System.out.println(s1.hashCode());
System.out.println(s2.hashCode());
//24022538
//24022538
//The hash method has been rewritten. As long as the attribute values of different objects are the same, the calculated hash values are the same.
}
The method of hash table to ensure the uniformity of elements. When you want to add a new element, you find that there is an element at the position to be added and there are two linked lists. Compare equals one by one. If they are all different, the new one will be added. Element. If comparing the third one and finding that the third one is the same, the element to be added will be discarded
Loading factor 0.75 is the opportunity for expansion. Taking this question as an example, when the array stores 16×0.75=12 elements, the array will expand to twice its original size
When the length of the linked list is too long and exceeds 8 and the array length is greater than or equal to 64, the current linked list will automatically be converted into a red-black tree.

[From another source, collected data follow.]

// SPDX-License-Identifier: MIT
//
// Copyright (c) 2025 Alexandre Severino
//
// Permission is hereby granted, free of charge, to any person obtaining a copy
// of this software and associated documentation files (the "Software"), to deal
// in the Software without restriction, including without limitation the rights
// to use, copy, modify, merge, publish, distribute, sublicense, and/or sell
// copies of the Software, and to permit persons to whom the Software is
// furnished to do so, subject to the following conditions:
//
// The above copyright notice and this permission notice shall be included in
// all copies or substantial portions of the Software.
//
// THE SOFTWARE IS PROVIDED "AS IS", WITHOUT WARRANTY OF ANY KIND, EXPRESS OR
// IMPLIED, INCLUDING BUT NOT LIMITED TO THE WARRANTIES OF MERCHANTABILITY,
// FITNESS FOR A PARTICULAR PURPOSE AND NONINFRINGEMENT. IN NO EVENT SHALL THE
// AUTHORS OR COPYRIGHT HOLDERS BE LIABLE FOR ANY CLAIM, DAMAGES OR OTHER
// LIABILITY, WHETHER IN AN ACTION OF CONTRACT, TORT OR OTHERWISE, ARISING FROM,
// OUT OF OR IN CONNECTION WITH THE SOFTWARE OR THE USE OR OTHER DEALINGS IN THE
// SOFTWARE.

use std::fs;
use std::path::PathBuf;

use anyhow::{Context, Result};
use clap::{Parser, Subcommand};
use rotunfold::ExactConfig;
use rotunfold::io::{filter_file, load_polyhedron};

#[derive(Parser)]
#[command(name = "rotunfold")]
#[command(about = "Exact overlap filtering for rotational unfoldings of convex polyhedra", long_about = None)]
struct Cli {
    #[command(subcommand)]
    command: Commands,
}

#[derive(Subcommand)]
enum Commands {
    /// Keep only unfoldings whose end faces overlap and nothing else does
    Exact {
        /// Polyhedron structure (polyhedron.json, or a legacy .adj file)
        #[arg(long)]
        polyhedron: PathBuf,

        /// Candidate unfoldings, one JSON record per line
        #[arg(short, long)]
        input: PathBuf,

        /// Surviving records; must differ from the input
        #[arg(short, long)]
        output: PathBuf,

        /// JSON configuration file; flags below override it
        #[arg(short, long)]
        config: Option<PathBuf>,

        /// Worker threads for record decisions
        #[arg(short, long)]
        jobs: Option<usize>,

        /// Precision in bits of the numeric screening phase
        #[arg(long)]
        fast_bits: Option<u32>,

        /// Precision in bits of the exact fallback
        #[arg(long)]
        exact_bits: Option<u32>,
    },
}

fn main() -> Result<()> {
    env_logger::Builder::from_env(env_logger::Env::default().default_filter_or("info")).init();
    let cli = Cli::parse();

    match cli.command {
        Commands::Exact {
            polyhedron,
            input,
            output,
            config,
            jobs,
            fast_bits,
            exact_bits,
        } => {
            let mut cfg = match &config {
                Some(path) => ExactConfig::load(path)
                    .with_context(|| format!("loading config {}", path.display()))?,
                None => ExactConfig::default(),
            };
            if jobs.is_some() {
                cfg.jobs = jobs;
            }
            if let Some(bits) = fast_bits {
                cfg.tolerances.fast_bits = bits;
            }
            if let Some(bits) = exact_bits {
                cfg.tolerances.exact_bits = bits;
            }
            log::debug!("configuration: {cfg:?}");

            let poly = load_polyhedron(&polyhedron)
                .with_context(|| format!("loading polyhedron {}", polyhedron.display()))?;

            if let Some(parent) = output.parent() {
                if !parent.as_os_str().is_empty() {
                    fs::create_dir_all(parent)
                        .with_context(|| format!("creating {}", parent.display()))?;
                }
            }

            let summary = filter_file(&poly, &cfg, &input, &output)
                .with_context(|| format!("filtering {}", input.display()))?;
            if summary.eval_fallbacks > 0 {
                log::warn!(
                    "{} range checks used the configured fallback",
                    summary.eval_fallbacks
                );
            }

            println!("Input records: {}", summary.input);
            println!("Output records: {}", summary.kept);
            println!("Removed: {}", summary.removed);
        }
    }
    Ok(())
}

Three questions about HashSet
Why does HashSet have no index?
Because the underlying structure is not unique (that is, sometimes linked lists are used to store data and sometimes red-black trees are used). There are too many structures, which makes it difficult to determine the index, so the index mechanism is abandoned
What mechanism does HashSet use to ensure deduplication?Rewrite the equals method and the Hash method
Why is the order of storage and retrieval of HashSet different?Because linked lists and red-black trees may be used when storing data, so when retrieving data, they are also accessed according to their rules
The process of adding elements to HashSet2. New elements are ranked behind old elements
LinkedHashSet
Each element records the address value of the current element and the address value of the next element, so it is said to be in order
public static void main(String[] args) {<!-- -->
Student s1=new Student("Zhang San",18);
Student s2=new Student("王五",13);
Student s3=new Student("李思",14);
Student s4=new Student("Zhang San",18);
java.util.LinkedHashSet<Student>lhs=new java.util.LinkedHashSet<>();
System.out.println(lhs.add(s1));
System.out.println(lhs.add(s2));
System.out.println(lhs.add(s3));
System.out.println(lhs.add(s4));
System.out.println(lhs);
//true
//true
//true
//false
//[Student{name = Zhang San, age = 18}, Student{name = Wang Wu, age = 13}, Student{name = Li Si, age = 14}]
}
It can guarantee the order of data access
Summary
TreeSet
public static void main(String[] args) {<!-- -->
//Use TreeSet to store integers and sort them
java.util.TreeSet<Integer>ts=new java.util.TreeSet<>();
ts.add(2);
ts.add(1);
ts.add(3);
ts.add(4);
//print collection
System.out.println(ts);//[1, 2, 3, 4]
//Traverse the collection
//Iterator
Iterator<Integer> it = ts.iterator();
while(it.hasNext()){<!-- -->
Integer i = it.next();
System.out.println(i);
}
System.out.println("____________");
//Enhance for
for (Integer t : ts) {<!-- -->
System.out.println(t);
}
System.out.println("____________");
//lambda
ts.forEach(new Consumer<Integer>() {<!-- -->
@Override
public void accept(Integer integer) {<!-- -->
System.out.println(integer);
}
});
}
TreeSet collection default rules
The sorting rules compare each letter one by one. If there is one that is larger than the others below, you don’t need to read it
Sort rules (first sorting method)
If the custom object does not implement the interface, an error will be reported when sorting
To implement the interface, you need to customize the object to implement the Comparable interface. The abstract method compareTo method is rewritten under the interface. The bottom layer is to use a red-black tree comparison.
Method 2
Exercise
Helps understand when to use the first and when to use the second
It is required to store four strings, sort them by length, if they are the same length, sort them by first letter
String is sorted in order by default but does not meet the requirements. In this case, the second sorting comparator is used
public static void main(String[] args) {<!-- -->
// Sort by length, if they are the same length, sort by first letter
TreeSet<String>ts=new TreeSet<>(new Comparator<String>() {<!-- -->
@Override
//o1 represents the element currently to be added
//o2 represents an element that already exists in the red-black tree
public int compare(String o1, String o2) {<!-- -->
//Sort by length
int i=o1.length()-o2.length();
//If the lengths are the same, follow the letters
i=i==0?o1.compareTo(o2):i;
//Interpretation: Is i equal to 0? If it is equal to o, use the default compare method. If it is not equal to 0, then it is i.
return i;
}
});
ts.add("c");
ts.add("ab");
ts.add("df");
ts.add("qwer");
System.out.println(ts);
//[ab, c, df, qwer] This is the default sorting method using compareTo
System.out.println(ts);//[c, ab, df, qwer]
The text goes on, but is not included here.